How about 2 cops leaning against a cop car?

Prime examples of those that abuse their power:
Photography Is Not A Crime

There's good ones and bad ones though. Any night of the week in my little college town you can catch a ride home with a cop rather than having to walk home intoxicated or get a drunk in public for trying to walk home from the bar rather than drive.


----------



## C-Towner

srinaldo86 said:


> Someone with a camera taking photos of someone in a profession such as law enforcement is rattling. Officers understand that people are intrigued by law enforcement however we also know that we have the most hated profession on earth (aside from DMV employees.) People taking photos/video could be someone studying our tactics, our equipment, and our over all complacency. Something we're all taught in our training is "Go home alive," so our curiosity of someones actions and motives is part of our training and desire to live.
> If you were in our shoes and were unsure of someone watching you, plotting against you, wouldn't you be inquisitive as well?

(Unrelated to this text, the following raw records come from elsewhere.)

use bluff_auction::*;
use bluff_gameroom::*;

/// Probes with small bids, plays safe through the middle of the match
/// unless behind, and spends freely in the final round.
#[derive(Debug, Default)]
pub struct Conservative;

impl Conservative {
    pub fn choose(view: &AgentView) -> Decision {
        let rules = view.rules();
        let (bid, reason) = match view.round() {
            1 | 2 => (rules.fraction(1, 5), "probing cheaply"),
            _ if view.is_final() => (rules.max_bid, "final round, spending what was saved"),
            _ if view.is_behind() => (rules.fraction(3, 5), "behind on wins, escalating"),
            _ => (rules.fraction(2, 5), "holding a safe line"),
        };
        Decision::new(view.clamp(bid), reason)
    }
}

#[async_trait::async_trait]
impl Strategy for Conservative {
    fn name(&self) -> &str {
        "conservative"
    }
    async fn decide(&mut self, view: &AgentView) -> Decision {
        Self::choose(view)
    }
}

#[cfg(test)]
mod tests {
    use super::*;
    fn wide() -> Rules {
        Rules {
            rounds: 5,
            deposit: 40,
            max_bid: 25,
            step: 1,
        }
    }
    #[test]
    fn schedule_by_round() {
        let view = AgentView::opening(wide());
        assert_eq!(Conservative::choose(&view).bid(), 5);
        assert_eq!(Conservative::choose(&view.clone().with_round(3)).bid(), 10);
        assert_eq!(Conservative::choose(&view.clone().with_round(4).with_wins(0, 2)).bid(), 15);
        assert_eq!(Conservative::choose(&view.with_round(5)).bid(), 25);
    }
    #[test]
    fn final_round_respects_balance() {
        let view = AgentView::opening(Rules::default()).with_round(5).with_balance(3);
        assert_eq!(Conservative::choose(&view).bid(), 3);
    }
    #[test]
    fn probe_on_default_grid() {
        let view = AgentView::opening(Rules::default());
        assert_eq!(Conservative::choose(&view).bid(), 1);
    }
}
use bluff_auction::*;
use bluff_core::*;
use bluff_gameroom::*;

/// Stands in for a decision made outside the process.
///
/// Each `decide` parks a ticket in the shared [`Registry`] under this
/// player's match and slot, then waits for a submission. The seat is learned
/// from the engine's [`Event::Seated`] notification. If the ticket cannot be
/// parked, or the match abandons it, the player bids zero.
pub struct External {
    registry: Registry,
    seat: Option<(MatchId, Slot)>,
}

impl External {
    pub fn new(registry: Registry) -> Self {
        Self {
            registry,
            seat: None,
        }
    }
    /// Pre-seated player, for callers that already know the match.
    pub fn seated(registry: Registry, id: MatchId, slot: Slot) -> Self {
        Self {
            registry,
            seat: Some((id, slot)),
        }
    }
    pub fn seat(&self) -> Option<(MatchId, Slot)> {
        self.seat
    }
}

#[async_trait::async_trait]
impl Strategy for External {
    fn name(&self) -> &str {
        "external"
    }
    async fn decide(&mut self, view: &AgentView) -> Decision {
        let Some((id, slot)) = self.seat else {
            log::warn!("[external] asked to decide before being seated");
            return Decision::forfeit("not seated");
        };
        let claim = match self.registry.park(id, slot, view.clone()) {
            Ok(claim) => claim,
            Err(e) => {
                log::error!("[external] {}", e);
                return Decision::forfeit(e.to_string());
            }
        };
        log::info!("[external] #{} {} waiting for round {} decision", id, slot, view.round());
        match claim.wait().await {
            Ok(decision) => decision,
            Err(e) => {
                log::warn!("[external] {}", e);
                Decision::forfeit("abandoned")
            }
        }
    }
    async fn notify(&mut self, event: &Event) {
        if let Event::Seated { id, slot } = event {
            self.seat = Some((*id, *slot));
        }
    }
}

#[cfg(test)]
mod tests {
    use super::*;
    async fn parked(registry: &Registry, id: MatchId) {
        while registry.pending(id).is_empty() {
            tokio::task::yield_now().await;
        }
    }
    #[tokio::test]
    async fn submission_resolves_waiting_decision() {
        let registry = Registry::default();
        let rules = Rules {
            max_bid: 25,
            ..Rules::default()
        };
        let view = AgentView::opening(rules).with_balance(12);
        let mut player = External::seated(registry.clone(), 7, Slot::A);
        let waiting = tokio::spawn(async move { player.decide(&view).await });
        parked(&registry, 7).await;
        let pending = registry.pending(7);
        assert_eq!(pending.len(), 1);
        assert_eq!(pending[0].0, Slot::A);
        assert_eq!(pending[0].1.balance(), 12);
        assert!(matches!(
            registry.submit(7, Slot::A, Decision::new(15, "too much")),
            Err(RegistryError::OutOfRange { .. })
        ));
        assert_eq!(registry.pending(7).len(), 1);
        registry.submit(7, Slot::A, Decision::new(9, "typed")).unwrap();
        let decision = waiting.await.unwrap();
        assert_eq!(decision.bid(), 9);
        assert_eq!(decision.reason(), "typed");
        assert!(registry.pending(7).iter().all(|(slot, _)| *slot != Slot::A));
    }
    #[tokio::test]
    async fn abandoned_decision_bids_zero() {
        let registry = Registry::default();
        let view = AgentView::opening(Rules::default());
        let mut player = External::seated(registry.clone(), 3, Slot::B);
        let waiting = tokio::spawn(async move { player.decide(&view).await });
        parked(&registry, 3).await;
        registry.abandon(3);
        assert_eq!(waiting.await.unwrap().bid(), 0);
    }
    #[tokio::test]
    async fn seat_arrives_by_notification() {
        let mut player = External::new(Registry::default());
        assert_eq!(player.seat(), None);
        player.notify(&Event::Seated { id: 4, slot: Slot::B }).await;
        assert_eq!(player.seat(), Some((4, Slot::B)));
    }
    #[tokio::test]
    async fn unseated_player_forfeits() {
        let mut player = External::new(Registry::default());
        let view = AgentView::opening(Rules::default());
        assert_eq!(player.decide(&view).await.bid(), 0);
    }
}
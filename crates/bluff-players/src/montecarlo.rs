//! Simulation player that searches every affordable bid each round.
use bluff_auction::*;
use bluff_core::*;
use bluff_gameroom::*;
use bluff_montecarlo::*;
use rand::SeedableRng;
use rand::rngs::SmallRng;
use std::hash::DefaultHasher;
use std::hash::Hash;
use std::hash::Hasher;

/// Expected-utility player.
///
/// Builds an opponent model from revealed bids, simulates every candidate
/// bid against it, and plays the argmax. Unseeded players draw fresh
/// entropy per decision; seeded players derive each round's stream from
/// the seed and the view, so identical views yield identical bids.
pub struct MonteCarlo {
    search: Search,
    seed: Option<u64>,
    last: Option<Estimate>,
}

impl Default for MonteCarlo {
    fn default() -> Self {
        Self {
            search: Search::new(SIMULATIONS),
            seed: None,
            last: None,
        }
    }
}

impl MonteCarlo {
    pub fn seeded(seed: u64) -> Self {
        Self {
            seed: Some(seed),
            ..Self::default()
        }
    }
    pub fn with_search(self, search: Search) -> Self {
        Self { search, ..self }
    }
    /// Table behind the most recent decision.
    pub fn estimate(&self) -> Option<&Estimate> {
        self.last.as_ref()
    }
    fn rng(&self, view: &AgentView) -> SmallRng {
        match self.seed {
            Some(seed) => {
                let ref mut hasher = DefaultHasher::new();
                seed.hash(hasher);
                view.hash(hasher);
                SmallRng::seed_from_u64(hasher.finish())
            }
            None => SmallRng::from_rng(&mut rand::rng()),
        }
    }
}

#[async_trait::async_trait]
impl Strategy for MonteCarlo {
    fn name(&self) -> &str {
        "montecarlo"
    }
    async fn decide(&mut self, view: &AgentView) -> Decision {
        let ref mut rng = self.rng(view);
        let estimate = self.search.run(view, rng);
        log::debug!("[montecarlo] round {} {}", view.round(), estimate);
        let decision = Decision::new(
            view.clamp(estimate.best()),
            format!("best of {} bids at {}", estimate.table().len(), estimate),
        );
        self.last = Some(estimate);
        decision
    }
}

#[cfg(test)]
mod tests {
    use super::*;
    #[tokio::test]
    async fn bid_stays_within_ceiling() {
        let view = AgentView::opening(Rules::default())
            .with_round(4)
            .with_balance(10)
            .with_history(&[(2, 5), (1, 5), (0, 5)]);
        let mut player = MonteCarlo::default();
        let decision = player.decide(&view).await;
        assert!(decision.bid() <= 5);
        let table = player.estimate().unwrap().table();
        assert_eq!(table.iter().map(|(b, _)| *b).collect::<Vec<_>>(), vec![0, 1, 2, 3, 4, 5]);
    }
    #[tokio::test]
    async fn seeded_players_agree() {
        let view = AgentView::opening(Rules::default())
            .with_round(3)
            .with_history(&[(1, 3), (2, 2)]);
        let a = MonteCarlo::seeded(11).decide(&view).await;
        let b = MonteCarlo::seeded(11).decide(&view).await;
        assert_eq!(a, b);
    }
    #[tokio::test]
    async fn broke_view_bids_zero() {
        let view = AgentView::opening(Rules::default()).with_balance(0);
        assert_eq!(MonteCarlo::seeded(1).decide(&view).await.bid(), 0);
    }
}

This is the kind of thinking that has pervaded many people...that a legal act is immediately suspicious, because if perceived intent. If i wanted to study a cops tactics, that is completely legal. Not to sound inflamatory, but if your training leads you to believe that photographers are threats, then I think a reevaluation is in order. 

Photographers taking pictures do not pose a threat. We are not attempting to be stealthy most if the time, and utilize big honkin' SLRs which are not inconspicuous. Any criminal intent of photography could be less overt and using a more inconspicuous camera.


----------



## srinaldo86

I don't expect any of you to understand it because you are not provided with the same information and details as law enforcement.


----------



## C-Towner

srinaldo86 said:


> I don't expect any of you to understand it because you are not provided with the same information and details as law enforcement.



No pun intended, but what a cop-out answer. 

You are willing to challenge the notion that police should allow civilians to photograph them, as they have no rights to privacy while in public, and all their actions are done as public servants. I am sure 'classified' information allows the police to do all sorts of things that the ignorant public call them crooked for. </sarcasm>


----------



## robdavis305

You forgot about lawyers!


----------



## Josh66

patrickt said:


> O|||||||O said:
> 
> 
> 
> 
> 
> Gaerek said:
> 
> 
> 
> The first question I would ask is, who told you this? The best way to answer this would be to ask a police officer.
> 
> 
> 
> 
> My money says that a police officer _is_ who told him this.
> 
> Click to expand...
> 
> 
> Really? I would have guessed it was someone like you.
Click to expand...


You obviously do not know me.


----------



## srinaldo86

C-Towner said:


> srinaldo86 said:
> 
> 
> 
> I don't expect any of you to understand it because you are not provided with the same information and details as law enforcement.
> 
> 
> 
> 
> No pun intended, but what a cop-out answer.
> 
> You are willing to challenge the notion that police should allow civilians to photograph them, as they have no rights to privacy while in public, and all their actions are done as public servants. I am sure 'classified' information allows the police to do all sorts of things that the ignorant public call them crooked for. </sarcasm>
Click to expand...


Have you ever had to approach a vehicle on a traffic stop and worry if the driver is going to turn around with a gun?
Respond to a domestic dispute, an intrusion alarm, assault, medical assistance, anything?
Or stand a Marine Corps Base entry point worrying about someone approaching with a gun or even a bomb?

It's not just that you aren't provided the information but you've more than likely never experienced those things, assuming you're part of the general population with no law enforcement/military experience. 

I'm not trying to say that power ridden cops that think their badge is a crown should be allowed to get away with bullying people but for them to ask questions or inquire as to what someone is doing is perfectly acceptable. 

I definitely do not like being a dick head cop, I hate writing tickets. I prefer to give verbal warnings if anything at all. I chose this job to stop real crime not speeding, broken tail lights, or for the sake of discussion photographers.


----------



## Shelly1204

The law is the law. If you're in a position of authority and you can't follow the law, then you are unqualified for your job and it's time to move on, most likely at great expense to the taxpayers.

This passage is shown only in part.